**YOUR TASK**: Please tally the lines in the data below that include the string "false", and reply with only the total.

**DATASET RECORDS**:
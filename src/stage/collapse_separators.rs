use std::borrow::Cow;

use crate::{stage::Stage, unicode::SEPARATOR};

/// Collapses runs of separators into one and trims the edges.
///
/// Only U+0020 counts as a separator inside the text; the edges are trimmed
/// of any Unicode whitespace, so a trailing newline never survives.
#[derive(Debug, Default, Clone, Copy)]
pub struct CollapseSeparators;

#[inline]
fn has_separator_run(text: &str) -> bool {
    let mut prev_sep = false;
    for b in text.bytes() {
        let is_sep = b == SEPARATOR as u8;
        if is_sep && prev_sep {
            return true;
        }
        prev_sep = is_sep;
    }
    false
}

impl Stage for CollapseSeparators {
    fn name(&self) -> &'static str {
        "collapse_separators"
    }

    fn needs_apply(&self, text: &str) -> bool {
        if text.is_empty() {
            return false;
        }
        text.starts_with(char::is_whitespace)
            || text.ends_with(char::is_whitespace)
            || has_separator_run(text)
    }

    fn apply<'a>(&self, text: Cow<'a, str>) -> Cow<'a, str> {
        if !has_separator_run(&text) {
            let trimmed = text.trim();
            if trimmed.len() == text.len() {
                return text;
            }
            return match text {
                Cow::Borrowed(s) => Cow::Borrowed(s.trim()),
                Cow::Owned(s) => Cow::Owned(s.trim().to_owned()),
            };
        }

        // leading separators drop out because `prev` starts as one
        let mut out = String::with_capacity(text.len());
        let mut prev = SEPARATOR;
        for c in text.chars() {
            if c != SEPARATOR || prev != SEPARATOR {
                out.push(c);
            }
            prev = c;
        }
        let trimmed_len = out.trim_end().len();
        out.truncate(trimmed_len);
        let lead = out.len() - out.trim_start().len();
        if lead > 0 {
            out.drain(..lead);
        }
        Cow::Owned(out)
    }
}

**YOUR RESPONSE**: 3